13.06.2025 09:00 - Ethem ERDOĞAN
“Türkçenin Feryadı Ve Dil Davası” Kitabından Süzülenler

"Vatanımızı savunurcasına dilimizi savunalım." Prof. Dr. Fatma Özkan

Dil üzerine ve özellikle Türkçe üzerine yazılmış çok eser var. Bu eserler ülkenin politik ayrışması temel alınarak ayrışan özelliklere sahip. Türkçeden önce belli politik görüşlere angaje olan kitaplar esasen o politik görüşleri tekrar ede ede, söylediği sözün ağırlığını kaybeden kitaplar. Belki yalnızca Türkçeyi esas almalarını elbette peşinen önemli addedebiliriz. Öte yandan politik esaslar dışında Türkçe derdi olan eserler de var. Bu eserlerin bazıları da elbette diğerlerinden farklı bir kıymet ifade ediyor. Bu da işin tabiatında var. Pek çok akademisyenin kaynak olarak temel aldığı eserler var mesela, biz okurlara aynı oranda tesir etmiyor. Bazı eserler de var hiçbir akademisyen tenezzül edip kaynak göstermiyor ama biz okurlara nüfuz ediyor. Durumu özel sohbet ortamlarında açıyoruz, isimleri konuşuyoruz ama bunları bir yazıda zikretmek çok da doğru gelmiyor. Bu noktada esas olan dilimiz, Türkçemiz. Ona hizmeti olan herkes ve her eser değerli.
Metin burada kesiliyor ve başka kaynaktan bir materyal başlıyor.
//! # Async and Remote Key Providers
//!
//! Hardware keyrings and wallet daemons answer over a socket, so their
//! lookups are async and can fail for reasons that have nothing to do with
//! the key: a daemon restarting, a slow USB device. [`AsyncKeyProvider`] is
//! the async counterpart of [`KeyProvider`]; [`ResilientProvider`] wraps one
//! with a per-attempt timeout and bounded retries driven by
//! [`ProviderConfig`].
//!
//! Only transient errors ([`ProviderError::is_transient`]) are retried. A
//! missing key is reported on the first attempt.

use async_trait::async_trait;
use std::sync::Arc;
use tracing::{debug, warn};

use super::account::Identity;
use super::provider::{IdentitySelector, KeyProvider, ProviderError};
use crate::config::ProviderConfig;

/// Async identity lookup.
#[async_trait]
pub trait AsyncKeyProvider: Send + Sync {
    async fn fetch_identity(&self, selector: &IdentitySelector) -> Result<Identity, ProviderError>;
}

#[async_trait]
impl<P: AsyncKeyProvider + ?Sized> AsyncKeyProvider for Arc<P> {
    async fn fetch_identity(&self, selector: &IdentitySelector) -> Result<Identity, ProviderError> {
        (**self).fetch_identity(selector).await
    }
}

/// Exposes a synchronous [`KeyProvider`] through the async interface.
#[derive(Debug, Clone, Default)]
pub struct LocalProvider<P> {
    inner: P,
}

impl<P: KeyProvider> LocalProvider<P> {
    pub fn new(inner: P) -> Self {
        Self { inner }
    }
}

#[async_trait]
impl<P: KeyProvider> AsyncKeyProvider for LocalProvider<P> {
    async fn fetch_identity(&self, selector: &IdentitySelector) -> Result<Identity, ProviderError> {
        self.inner.get_identity(selector)
    }
}

/// Adds timeouts and retries to an [`AsyncKeyProvider`].
pub struct ResilientProvider<P> {
    inner: P,
    config: ProviderConfig,
}

impl<P: AsyncKeyProvider> ResilientProvider<P> {
    pub fn new(inner: P, config: ProviderConfig) -> Self {
        Self { inner, config }
    }

    pub fn config(&self) -> &ProviderConfig {
        &self.config
    }

    async fn attempt(&self, selector: &IdentitySelector) -> Result<Identity, ProviderError> {
        let timeout = self.config.timeout();
        match tokio::time::timeout(timeout, self.inner.fetch_identity(selector)).await {
            Ok(result) => result,
            Err(_) => Err(ProviderError::Timeout(timeout)),
        }
    }
}

#[async_trait]
impl<P: AsyncKeyProvider> AsyncKeyProvider for ResilientProvider<P> {
    async fn fetch_identity(&self, selector: &IdentitySelector) -> Result<Identity, ProviderError> {
        let attempts = self.config.attempts();
        let mut attempt = 1;

        loop {
            match self.attempt(selector).await {
                Ok(identity) => {
                    if attempt > 1 {
                        debug!(%selector, attempt, "key provider recovered");
                    }
                    return Ok(identity);
                }
                Err(e) if e.is_transient() && attempt < attempts => {
                    warn!(
                        %selector,
                        attempt,
                        max_attempts = attempts,
                        error = %e,
                        "key provider failed, retrying"
                    );
                    tokio::time::sleep(self.config.backoff()).await;
                    attempt += 1;
                }
                Err(e) => return Err(e),
            }
        }
    }
}
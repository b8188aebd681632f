//! Subcommand implementations.
//!
//! Each command returns a serializable result instead of printing, so the
//! commands can be exercised without spawning the binary.

use anyhow::{anyhow, Context, Result};
use serde::Serialize;
use zeroize::Zeroizing;

use sigil_protocol::identity::{IdentitySelector, SeedWallet};
use sigil_protocol::message::SignatureService;

use crate::cli::{AddressArgs, MessageArgs, SeedArgs, SignArgs, VerifyArgs};

/// Exit status of a command that ran to completion.
pub const EXIT_OK: u8 = 0;

/// Exit status of `verify` when the signature is not good.
pub const EXIT_NOT_GOOD: u8 = 1;

/// Exit status when a command could not run: unreadable files, bad seed,
/// missing arguments. Never used for a signature that is merely not good.
pub const EXIT_ERROR: u8 = 2;

#[derive(Debug, Serialize)]
pub struct AddressOutput {
    pub address: String,
}

#[derive(Debug, Serialize)]
pub struct SignOutput {
    pub signature: String,
}

#[derive(Debug, Serialize)]
pub struct VerifyOutput {
    pub good: bool,
}

impl VerifyOutput {
    pub fn exit_status(&self) -> u8 {
        if self.good {
            EXIT_OK
        } else {
            EXIT_NOT_GOOD
        }
    }
}

/// Restore the wallet named by the seed arguments.
pub fn open_wallet(args: &SeedArgs) -> Result<SeedWallet> {
    let phrase = match (&args.seed_file, &args.seed) {
        (Some(path), _) => Zeroizing::new(
            std::fs::read_to_string(path)
                .with_context(|| format!("failed to read seed file {}", path.display()))?,
        ),
        (None, Some(seed)) => Zeroizing::new(seed.clone()),
        (None, None) => {
            return Err(anyhow!(
                "no seed given; use --seed-file, --seed or SIGIL_SEED"
            ))
        }
    };

    let wallet = SeedWallet::restore(args.network, &phrase).context("invalid seed phrase")?;
    tracing::debug!(network = %args.network, index = args.index, "wallet opened");
    Ok(wallet)
}

/// The message bytes, from the command line or a file.
pub fn read_message(args: &MessageArgs) -> Result<Vec<u8>> {
    match (&args.message, &args.message_file) {
        (Some(text), _) => Ok(text.as_bytes().to_vec()),
        (None, Some(path)) => std::fs::read(path)
            .with_context(|| format!("failed to read message file {}", path.display())),
        (None, None) => Err(anyhow!("no message given; use --message or --message-file")),
    }
}

pub fn address(args: &AddressArgs) -> Result<AddressOutput> {
    let wallet = open_wallet(&args.seed)?;
    let address = wallet.address(args.seed.index)?;
    wallet.close();
    Ok(AddressOutput {
        address: address.to_string(),
    })
}

pub fn sign(args: &SignArgs) -> Result<SignOutput> {
    let wallet = open_wallet(&args.seed)?;
    let message = read_message(&args.message)?;

    let signature = SignatureService::new()
        .sign_with(&wallet, &IdentitySelector::Index(args.seed.index), &message)
        .context("signing failed")?;
    wallet.close();

    Ok(SignOutput {
        signature: signature.to_string(),
    })
}

/// Check a signature.
///
/// The address and signature are checked exactly as given; surrounding
/// whitespace makes them different strings and the answer `false`.
///
/// `Ok` carries the verdict, which maps to [`EXIT_OK`] or [`EXIT_NOT_GOOD`].
/// `Err` means the check never ran (for example an unreadable message file)
/// and maps to [`EXIT_ERROR`].
pub fn verify(args: &VerifyArgs) -> Result<VerifyOutput> {
    let message = read_message(&args.message)?;
    let service = match args.network {
        Some(network) => SignatureService::for_network(network),
        None => SignatureService::new(),
    };

    let good = match service.check(&message, &args.address, &args.signature) {
        Ok(()) => true,
        Err(reason) => {
            tracing::info!(%reason, "signature is not good");
            false
        }
    };
    Ok(VerifyOutput { good })
}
Ahmet Sezgin en başta bir kültür emekçisi. Kültür ve medeniyeti dava edinmiş bir adanmış. Onun, Etüt Yayınlarından 2020 yılında çıkan "Türkçenin Feryadı ve Dil Davamız" isimli derleme kitabını, yukarıda bahsettiğim "okurun hoşlandığı eserler" babında zikretmek zarureti var. Bunu, dil ve Türkçe üzerine çalışan, "Türkçenin Çığlığı" kitabını yazan bir emekçi olarak söylediğimi de ilave edeyim.

"Türkçenin Feryadı ve Dil Davamız" isimli derleme kitabı Ahmet hocanın kendi ifadesiyle yirmi yıl emek ve çile çektiği dört yüz on altı sayfalık hacimli bir kitap. Büyük bir hassasiyetle hazırlanmış. Türkçe üzerine söz söylemeye en fazla layık olan erbabı kelam ve kalemin Türkçe ve milli kültürümüzle ilgili yazıları bir kitapta toplanmış. Kitap bu haliyle bize Türkçe için bir kale özelliği sunuyor. Hocanın eğitimci olması, işin sahada ve mutfakta nasıl göründüğüne dair de izlenimler bakımından oldukça mühim. Bu bağlamda her bir Türkçe ve Edebiyat öğretmeninin temel başvuru kaynağı niteliği taşıyor.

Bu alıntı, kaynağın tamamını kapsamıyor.